First off, these companies state that they are using AI, a term that is slapped on to anything today that might pass as “smart”. What these bots are doing is nothing much more than any general machine learning or even computation: they are reading sets of variables to process algorithms. Nonetheless, the template for these therapies is largely based on the metrics of Cognitive Bahavorial Therapy, or CBT. Simplistic in nature, but pragmatic and handy, CBT is a technique that involves the therapist going through a litany of rote guidelines to adjust your thinking in relationship to your perception. “Are you really fat? It may ask the anorexic, to show her that her perception is out of line with reality, and so on.
The technique could be picked up in about a week and actually im sure the robots do it just fine, and in this sense its not much different than going to a very boring therapist! I don’t have to go into just how different this is from seeing a real, in the flesh human being. And then if you really don’t like human beings you can always see a psychoanalyst!

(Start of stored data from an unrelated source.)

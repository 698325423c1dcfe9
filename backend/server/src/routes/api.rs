use std::sync::Arc;

use axum::{
    Json,
    extract::{Path, Query, State},
    http::StatusCode,
    response::IntoResponse,
};
use serde::Deserialize;

use crate::{
    database::{
        comments::{self, NewComment},
        posts::{self, NewPost, PostChanges, PostFilter},
        profiles::{self, NewProfile, ProfileChanges},
        schools::{self, NewSchool, SchoolChanges},
        user_schools::{self, NewUserSchool},
        votes::{self, NewVote},
    },
    error::AppError,
    models::{Comment, Post, Profile, School, UserSchool, Vote},
    policy::Caller,
    state::AppState,
    validation,
};

type Shared = State<Arc<AppState>>;
type Created<T> = Result<(StatusCode, Json<T>), AppError>;

fn created<T>(value: T) -> Created<T> {
    Ok((StatusCode::CREATED, Json(value)))
}

pub async fn not_found_handler() -> AppError {
    AppError::NotFound
}

// Schools

#[derive(Deserialize)]
pub struct SchoolQuery {
    limit: Option<usize>,
}

#[derive(Deserialize)]
pub struct CreateSchool {
    name: String,
    location: Option<String>,
    created_by: Option<String>,
}

pub async fn list_schools_handler(
    State(state): Shared,
    Query(query): Query<SchoolQuery>,
) -> Result<Json<Vec<School>>, AppError> {
    let schools = state.db.with_conn(|conn| schools::list(conn, query.limit))?;

    Ok(Json(schools))
}

pub async fn get_school_handler(
    State(state): Shared,
    Path(id): Path<String>,
) -> Result<Json<School>, AppError> {
    Ok(Json(state.db.with_conn(|conn| schools::get(conn, &id))?))
}

pub async fn create_school_handler(
    State(state): Shared,
    caller: Caller,
    Json(payload): Json<CreateSchool>,
) -> Created<School> {
    let new = NewSchool {
        name: validation::school_name(&payload.name)?,
        location: validation::location(payload.location)?,
        created_by: caller.owner_for(payload.created_by)?,
    };

    created(state.db.with_tx(|tx| schools::insert(tx, &caller, new))?)
}

pub async fn update_school_handler(
    State(state): Shared,
    caller: Caller,
    Path(id): Path<String>,
    Json(payload): Json<SchoolChanges>,
) -> Result<Json<School>, AppError> {
    let changes = SchoolChanges {
        name: payload
            .name
            .as_deref()
            .map(validation::school_name)
            .transpose()?,
        location: validation::location(payload.location)?,
    };

    Ok(Json(state.db.with_tx(|tx| schools::update(tx, &caller, &id, changes))?))
}

pub async fn delete_school_handler(
    State(state): Shared,
    caller: Caller,
    Path(id): Path<String>,
) -> Result<StatusCode, AppError> {
    state.db.with_tx(|tx| schools::delete(tx, &caller, &id))?;

    Ok(StatusCode::NO_CONTENT)
}

// Profiles

#[derive(Deserialize)]
pub struct CreateProfile {
    id: Option<String>,
    username: String,
    bio: Option<String>,
    avatar_url: Option<String>,
}

pub async fn create_profile_handler(
    State(state): Shared,
    caller: Caller,
    Json(payload): Json<CreateProfile>,
) -> Created<Profile> {
    let new = NewProfile {
        id: caller.owner_for(payload.id)?,
        username: validation::username(&payload.username)?,
        bio: validation::bio(payload.bio)?,
        avatar_url: validation::avatar_url(payload.avatar_url)?,
    };

    created(state.db.with_tx(|tx| profiles::insert(tx, &caller, new))?)
}

pub async fn get_profile_handler(
    State(state): Shared,
    Path(id): Path<String>,
) -> Result<Json<Profile>, AppError> {
    Ok(Json(state.db.with_conn(|conn| profiles::get(conn, &id))?))
}

pub async fn update_profile_handler(
    State(state): Shared,
    caller: Caller,
    Path(id): Path<String>,
    Json(payload): Json<ProfileChanges>,
) -> Result<Json<Profile>, AppError> {
    let changes = ProfileChanges {
        username: payload
            .username
            .as_deref()
            .map(validation::username)
            .transpose()?,
        bio: validation::bio(payload.bio)?,
        avatar_url: validation::avatar_url(payload.avatar_url)?,
    };

    Ok(Json(state.db.with_tx(|tx| profiles::update(tx, &caller, &id, changes))?))
}

pub async fn profile_schools_handler(
    State(state): Shared,
    Path(id): Path<String>,
) -> Result<Json<Vec<UserSchool>>, AppError> {
    Ok(Json(state.db.with_conn(|conn| user_schools::list_for_user(conn, &id))?))
}

// User schools

#[derive(Deserialize)]
pub struct CreateUserSchool {
    school_id: String,
    status: String,
    user_id: Option<String>,
}

#[derive(Deserialize)]
pub struct UpdateUserSchool {
    status: String,
}

pub async fn create_user_school_handler(
    State(state): Shared,
    caller: Caller,
    Json(payload): Json<CreateUserSchool>,
) -> Created<UserSchool> {
    let new = NewUserSchool {
        user_id: caller.owner_for(payload.user_id)?,
        school_id: payload.school_id,
        status: payload.status.parse()?,
    };

    created(state.db.with_tx(|tx| user_schools::insert(tx, &caller, new))?)
}

pub async fn update_user_school_handler(
    State(state): Shared,
    caller: Caller,
    Path(id): Path<String>,
    Json(payload): Json<UpdateUserSchool>,
) -> Result<Json<UserSchool>, AppError> {
    let status = payload.status.parse()?;

    Ok(Json(state.db.with_tx(|tx| user_schools::update(tx, &caller, &id, status))?))
}

pub async fn delete_user_school_handler(
    State(state): Shared,
    caller: Caller,
    Path(id): Path<String>,
) -> Result<StatusCode, AppError> {
    state.db.with_tx(|tx| user_schools::delete(tx, &caller, &id))?;

    Ok(StatusCode::NO_CONTENT)
}

// Posts

#[derive(Deserialize)]
pub struct PostQuery {
    school_id: Option<String>,
    user_id: Option<String>,
    post_type: Option<String>,
    limit: Option<usize>,
}

#[derive(Deserialize)]
pub struct CreatePost {
    school_id: String,
    title: String,
    content: String,
    post_type: String,
    user_id: Option<String>,
}

#[derive(Deserialize)]
pub struct UpdatePost {
    title: Option<String>,
    content: Option<String>,
    post_type: Option<String>,
}

pub async fn list_posts_handler(
    State(state): Shared,
    Query(query): Query<PostQuery>,
) -> Result<Json<Vec<Post>>, AppError> {
    let filter = PostFilter {
        school_id: query.school_id,
        user_id: query.user_id,
        post_type: query.post_type.as_deref().map(str::parse).transpose()?,
        limit: query.limit,
    };

    Ok(Json(state.db.with_conn(|conn| posts::list(conn, &filter))?))
}

pub async fn get_post_handler(
    State(state): Shared,
    Path(id): Path<String>,
) -> Result<Json<Post>, AppError> {
    Ok(Json(state.db.with_conn(|conn| posts::get(conn, &id))?))
}

pub async fn create_post_handler(
    State(state): Shared,
    caller: Caller,
    Json(payload): Json<CreatePost>,
) -> Created<Post> {
    let new = NewPost {
        user_id: caller.owner_for(payload.user_id)?,
        school_id: payload.school_id,
        title: validation::post_title(&payload.title)?,
        content: validation::post_content(&payload.content)?,
        post_type: payload.post_type.parse()?,
    };

    created(state.db.with_tx(|tx| posts::insert(tx, &caller, new))?)
}

pub async fn update_post_handler(
    State(state): Shared,
    caller: Caller,
    Path(id): Path<String>,
    Json(payload): Json<UpdatePost>,
) -> Result<Json<Post>, AppError> {
    let changes = PostChanges {
        title: payload.title.as_deref().map(validation::post_title).transpose()?,
        content: payload
            .content
            .as_deref()
            .map(validation::post_content)
            .transpose()?,
        post_type: payload.post_type.as_deref().map(str::parse).transpose()?,
    };

    Ok(Json(state.db.with_tx(|tx| posts::update(tx, &caller, &id, changes))?))
}

pub async fn delete_post_handler(
    State(state): Shared,
    caller: Caller,
    Path(id): Path<String>,
) -> Result<StatusCode, AppError> {
    state.db.with_tx(|tx| posts::delete(tx, &caller, &id))?;

    Ok(StatusCode::NO_CONTENT)
}

// Comments

#[derive(Deserialize)]
pub struct CreateComment {
    content: String,
    user_id: Option<String>,
}

#[derive(Deserialize)]
#[serde(deny_unknown_fields)]
pub struct UpdateComment {
    content: String,
}

pub async fn list_comments_handler(
    State(state): Shared,
    Path(post_id): Path<String>,
) -> Result<Json<Vec<Comment>>, AppError> {
    Ok(Json(state.db.with_conn(|conn| comments::list_for_post(conn, &post_id))?))
}

pub async fn create_comment_handler(
    State(state): Shared,
    caller: Caller,
    Path(post_id): Path<String>,
    Json(payload): Json<CreateComment>,
) -> Created<Comment> {
    let new = NewComment {
        post_id,
        user_id: caller.owner_for(payload.user_id)?,
        content: validation::comment(&payload.content)?,
    };

    created(state.db.with_tx(|tx| comments::insert(tx, &caller, new))?)
}

pub async fn update_comment_handler(
    State(state): Shared,
    caller: Caller,
    Path(id): Path<String>,
    Json(payload): Json<UpdateComment>,
) -> Result<Json<Comment>, AppError> {
    let content = validation::comment(&payload.content)?;

    Ok(Json(state.db.with_tx(|tx| comments::update(tx, &caller, &id, &content))?))
}

pub async fn delete_comment_handler(
    State(state): Shared,
    caller: Caller,
    Path(id): Path<String>,
) -> Result<StatusCode, AppError> {
    state.db.with_tx(|tx| comments::delete(tx, &caller, &id))?;

    Ok(StatusCode::NO_CONTENT)
}

// Votes

#[derive(Deserialize)]
pub struct VoteBody {
    vote_type: String,
    user_id: Option<String>,
}

pub async fn list_votes_handler(
    State(state): Shared,
    Path(post_id): Path<String>,
) -> Result<Json<Vec<Vote>>, AppError> {
    Ok(Json(state.db.with_conn(|conn| votes::list_for_post(conn, &post_id))?))
}

/// Strict insert; a repeat vote on the same post is a conflict.
pub async fn create_vote_handler(
    State(state): Shared,
    caller: Caller,
    Path(post_id): Path<String>,
    Json(payload): Json<VoteBody>,
) -> Created<Vote> {
    let new = NewVote {
        post_id,
        user_id: caller.owner_for(payload.user_id)?,
        vote_type: payload.vote_type.parse()?,
    };

    created(state.db.with_tx(|tx| votes::insert(tx, &caller, new))?)
}

/// Inserts the caller's vote or changes their existing one.
pub async fn cast_vote_handler(
    State(state): Shared,
    caller: Caller,
    Path(post_id): Path<String>,
    Json(payload): Json<VoteBody>,
) -> Result<Json<Vote>, AppError> {
    let vote_type = payload.vote_type.parse()?;

    Ok(Json(state.db.with_tx(|tx| votes::cast(tx, &caller, &post_id, vote_type))?))
}

pub async fn retract_vote_handler(
    State(state): Shared,
    caller: Caller,
    Path(post_id): Path<String>,
) -> Result<impl IntoResponse, AppError> {
    let removed = state.db.with_tx(|tx| votes::retract(tx, &caller, &post_id))?;

    Ok(if removed {
        StatusCode::NO_CONTENT
    } else {
        StatusCode::NOT_FOUND
    })
}

pub async fn update_vote_handler(
    State(state): Shared,
    caller: Caller,
    Path(id): Path<String>,
    Json(payload): Json<VoteBody>,
) -> Result<Json<Vote>, AppError> {
    let vote_type = payload.vote_type.parse()?;

    Ok(Json(state.db.with_tx(|tx| votes::update(tx, &caller, &id, vote_type))?))
}

pub async fn delete_vote_handler(
    State(state): Shared,
    caller: Caller,
    Path(id): Path<String>,
) -> Result<StatusCode, AppError> {
    state.db.with_tx(|tx| votes::delete(tx, &caller, &id))?;

    Ok(StatusCode::NO_CONTENT)
}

All kidding aside, the most relevant thing that is missing in the bot-as-shrink scenario is a no-brainer: all these bots do is read the syntax of your language and spit out variations of what you have just said to them. Most crucially, what we can say for sure about these bots is THEY CANNOT GRASP WHAT IS NOT BEING SAID!
This, ofcourse, is where psychoanalysis comes in. After all, it was Freud who first showed us that what can’t be spoken of shows up in the body and mind as inhibiting and disabling symptoms.
I imagine these bots are kind of like the prosaic creators who make them, they eventually give you something, but not much:
“Alison Darcy, founder and CEO of Woebot, shared similar sentiments on a recent Reddit AMA: “The potential for AI to ever take the place of humans in this realm is, I think, massively overhyped.””
Not only has she shown that AI claims are almost all overtly utopic and unrealistic, she has reminded us of the very dilemma of bots and behavioral based therapy alike: by only dealing with the conscious, you miss the entire point of mental health - to access what is not readily available to you, ie that which cannot be remedied by speech in every other social setting in your life.
Psychoanalysis is a practice of defining that which we can’t get out, that which is not (yet) sayable, and certainly not able to be inputted so as to be utilized by yet another algorithm!